**Assigned task**
The output must reproduce each line of the data word for word.

__________

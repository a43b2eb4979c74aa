//! Text measurement utilities.
//!
//! Estimates text dimensions from font metrics. Used by canvases that have
//! no shaping engine and by widgets that need a size before painting.

use crate::font::FontSpec;
use crate::geometry::Size;

/// Metrics for a specific font/size combination.
#[derive(Debug, Clone, Copy)]
pub struct TextMetrics {
    /// Font size in pixels
    pub size: f32,
    /// Average character width as a ratio of font size
    pub char_width_ratio: f32,
    /// Line height as a ratio of font size
    pub line_height_ratio: f32,
}

impl TextMetrics {
    /// Ratios tuned for a monospace face.
    pub const MONO: TextMetrics = TextMetrics {
        size: 14.0,
        char_width_ratio: 0.6,
        line_height_ratio: 1.2,
    };

    /// Create metrics for a specific font size.
    pub fn new(size: f32) -> Self {
        Self {
            size,
            ..Self::MONO
        }
    }

    pub fn for_font(font: &FontSpec) -> Self {
        Self::new(font.size)
    }

    /// Estimate the width of a single line of text.
    pub fn line_width(&self, text: &str) -> f32 {
        text.chars().count() as f32 * self.size * self.char_width_ratio
    }

    pub fn line_height(&self) -> f32 {
        self.size * self.line_height_ratio
    }

    /// Estimate dimensions for multi-line text. An empty string still
    /// occupies one line.
    pub fn measure(&self, text: &str) -> Size {
        let line_count = text.lines().count().max(1);
        let width = text
            .lines()
            .map(|line| self.line_width(line))
            .fold(0.0f32, f32::max);

        Size::new(width, line_count as f32 * self.line_height())
    }
}

impl Default for TextMetrics {
    fn default() -> Self {
        Self::MONO
    }
}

__________

**Reply to the exercise**
repository a43b2eb4979c74aa
//! Text measurement utilities.
//!
//! Estimates text dimensions from font metrics. Used by canvases that have
//! no shaping engine and by widgets that need a size before painting.

use crate::font::FontSpec;
use crate::geometry::Size;

/// Metrics for a specific font/size combination.
#[derive(Debug, Clone, Copy)]
pub struct TextMetrics {
    /// Font size in pixels
    pub size: f32,
    /// Average character width as a ratio of font size
    pub char_width_ratio: f32,
    /// Line height as a ratio of font size
    pub line_height_ratio: f32,
}

impl TextMetrics {
    /// Ratios tuned for a monospace face.
    pub const MONO: TextMetrics = TextMetrics {
        size: 14.0,
        char_width_ratio: 0.6,
        line_height_ratio: 1.2,
    };

    /// Create metrics for a specific font size.
    pub fn new(size: f32) -> Self {
        Self {
            size,
            ..Self::MONO
        }
    }

    pub fn for_font(font: &FontSpec) -> Self {
        Self::new(font.size)
    }

    /// Estimate the width of a single line of text.
    pub fn line_width(&self, text: &str) -> f32 {
        text.chars().count() as f32 * self.size * self.char_width_ratio
    }

    pub fn line_height(&self) -> f32 {
        self.size * self.line_height_ratio
    }

    /// Estimate dimensions for multi-line text. An empty string still
    /// occupies one line.
    pub fn measure(&self, text: &str) -> Size {
        let line_count = text.lines().count().max(1);
        let width = text
            .lines()
            .map(|line| self.line_width(line))
            .fold(0.0f32, f32::max);

        Size::new(width, line_count as f32 * self.line_height())
    }
}

impl Default for TextMetrics {
    fn default() -> Self {
        Self::MONO
    }
}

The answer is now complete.